In the TFSP-50 Automatic frying pan, add 16kg one-level rapeseed oil, be about 175 ℃, big fire refining 8min in temperature; Along with oily temperature rise, treat to add when oil is bright commercially available bean paste sauce and the commercially available fermented soya bean sauce of 4.0kg of 12kg, be that 130 ℃ of 6min that stir-fry are to even in temperature; During no conglomeration, adding 0.25kg changes the dark purple pepper grain, and 0.5min stir-fries; Overflow to right Chinese prickly ash delicate fragrance, add 2.0kg rod chilli grain, commercially available bubble green pepper grain and the 1.5kg bubble ginger grain of 5.0kg, the temperature that will stir-fry is controlled to be 120 ℃ of 2min that stir-fry to savory strong; Oil reservoir is limpid, adds the garlic pearls of 3.5kg ginger grain and 1kg again, and the temperature that will stir-fry is controlled to be 110 ℃ of 4min that stir-fry; To ginger and garlic its surface compressed, the ginger garlic taste overflows; Add the boiling hot capsicum that 5.0kg makes in advance then, the temperature that will stir-fry is controlled to be 110 ℃ of 1.8min that stir-fry to there not being living green pepper flavor, and oil red is bright; Add 2.0kg white granulated sugar, 0.8kg pepper powder and 1.5kg composite aromatic condiment, the temperature that will stir-fry is controlled to be 95 ℃, and the 1.5min that stir-fries overflows to fragrance; Add 1.2kg pericarpium zanthoxyli schinifolii powder, the temperature that will stir-fry is controlled to be 95 ℃, and the 0.6min that stir-fries overflows to Chinese prickly ash fragrance; Add 8.0kg edible salt, 4.0kg monosodium glutamate, the temperature that will stir-fry is controlled to be 90 ℃, and 1min stir-fries; Add the commercially available saline taste food flavor of 3.5kg commercially available fermented glutinour rice, 0.2kg and 5 '-flavour nucleotide disodium of 0.35kg; The temperature that will stir-fry is controlled to be 90 ℃; The 1.5min that stir-fries fully dissolves, can play pot during no conglomeration to raw material, obtains the flavoring that 89.5kg makes fragrant peppery rabbit.
Embodiment 2
Dip the 15kg soybean oil, join in 9kg Lingka two twigs of the chaste tree chilli powders, ceaselessly stir while refueling, capsicum is heated evenly, in order to avoid local burnt the paste obtains the boiling hot capsicum of slaking, it is for use to take the dish out of the pot.
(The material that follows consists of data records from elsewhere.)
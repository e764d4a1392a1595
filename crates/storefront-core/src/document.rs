//! Document-level styling hook.
//!
//! The theme controller only flips two markers: the `data-theme` attribute
//! and the `theme-transitioning` class. What they look like belongs to the
//! presentation layer.

use tokio::sync::watch;

/// Class applied to the root element while a theme change is fading in.
pub const TRANSITION_CLASS: &str = "theme-transitioning";

/// Receiver of the two document markers.
pub trait DocumentHook: Send + Sync {
    /// Set (or with `None`, remove) the root `data-theme` attribute
    fn set_theme_attribute(&self, value: Option<&str>);

    /// Add or remove the transition marker class
    fn set_transition_marker(&self, active: bool);
}

/// Current value of both markers.
#[derive(Debug, Clone, Default, PartialEq, Eq)]
pub struct DocumentMarkers {
    pub theme_attribute: Option<String>,
    pub transitioning: bool,
}

impl DocumentMarkers {
    /// Class list for the root element.
    pub fn root_class(&self, base: &str) -> String {
        if self.transitioning {
            format!("{base} {TRANSITION_CLASS}")
        } else {
            base.to_string()
        }
    }
}

/// [`DocumentHook`] that publishes markers on a watch channel for the UI
/// to render.
#[derive(Debug)]
pub struct WatchDocument {
    tx: watch::Sender<DocumentMarkers>,
}

impl Default for WatchDocument {
    fn default() -> Self {
        Self::new()
    }
}

impl WatchDocument {
    pub fn new() -> Self {
        let (tx, _rx) = watch::channel(DocumentMarkers::default());
        Self { tx }
    }

    /// Subscribe to marker changes
    pub fn subscribe(&self) -> watch::Receiver<DocumentMarkers> {
        self.tx.subscribe()
    }

    /// Current markers
    pub fn markers(&self) -> DocumentMarkers {
        self.tx.borrow().clone()
    }
}

impl DocumentHook for WatchDocument {
    fn set_theme_attribute(&self, value: Option<&str>) {
        self.tx.send_if_modified(|markers| {
            let next = value.map(str::to_string);
            if markers.theme_attribute == next {
                return false;
            }
            markers.theme_attribute = next;
            true
        });
    }

    fn set_transition_marker(&self, active: bool) {
        self.tx.send_if_modified(|markers| {
            let changed = markers.transitioning != active;
            markers.transitioning = active;
            changed
        });
    }
}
In the TFSP-50 Automatic frying pan, add the 11kg soybean oil, be about 165 ℃, big fire refining 10min in temperature; Along with oily temperature rise, treat to add when oil is bright commercially available bean paste sauce and the commercially available fermented soya bean sauce of 3.0kg of 13kg, be that 120 ℃ of 6min that stir-fry are to even in temperature; During no conglomeration, adding 0.05kg changes the dark purple pepper grain, and 0.5min stir-fries; Overflow to right Chinese prickly ash delicate fragrance, add 1.5kg rod chilli grain, commercially available bubble green pepper grain and the 2.5kg bubble ginger grain of 4.0kg, the temperature that will stir-fry is controlled to be 110 ℃ of 3min that stir-fry to savory strong; Oil reservoir is limpid, adds the garlic pearls of 2.5kg ginger grain and 2kg again, and the temperature that will stir-fry is controlled to be 105 ℃ of 2.5min that stir-fry; To ginger and garlic its surface compressed, the ginger garlic taste overflows; Add the boiling hot capsicum that 9.0kg makes in advance then, the temperature that will stir-fry is controlled to be 105 ℃ of 4min that stir-fry to there not being living green pepper flavor, and oil red is bright; Add 0.5kg white granulated sugar, 1.2kg pepper powder and 0.5kg composite aromatic condiment, the temperature that will stir-fry is controlled to be 100 ℃, and the 2min that stir-fries overflows to fragrance; Add 1.5kg pericarpium zanthoxyli schinifolii powder, the temperature that will stir-fry is controlled to be 100 ℃, and the 1.0min that stir-fries overflows to Chinese prickly ash fragrance; Add 12.0kg edible salt, 2.0kg monosodium glutamate, the temperature that will stir-fry is controlled to be 85 ℃, and 1.5min stir-fries; Add the commercially available saline taste food flavor of 1.0kg commercially available fermented glutinour rice, 0.05kg and 5 '-flavour nucleotide disodium of 0.5kg; The temperature that will stir-fry is controlled to be 85 ℃; The 1.5min that stir-fries fully dissolves, can play pot during no conglomeration to raw material, obtains the flavoring that 90.4kg makes fragrant peppery rabbit.
Embodiment 3
Dip the 14.5kg salad oil, join in 7.0kg a new generation chilli powder, ceaselessly stir while refueling, capsicum is heated evenly, in order to avoid local burnt the paste obtains the boiling hot capsicum of slaking, it is for use to take the dish out of the pot.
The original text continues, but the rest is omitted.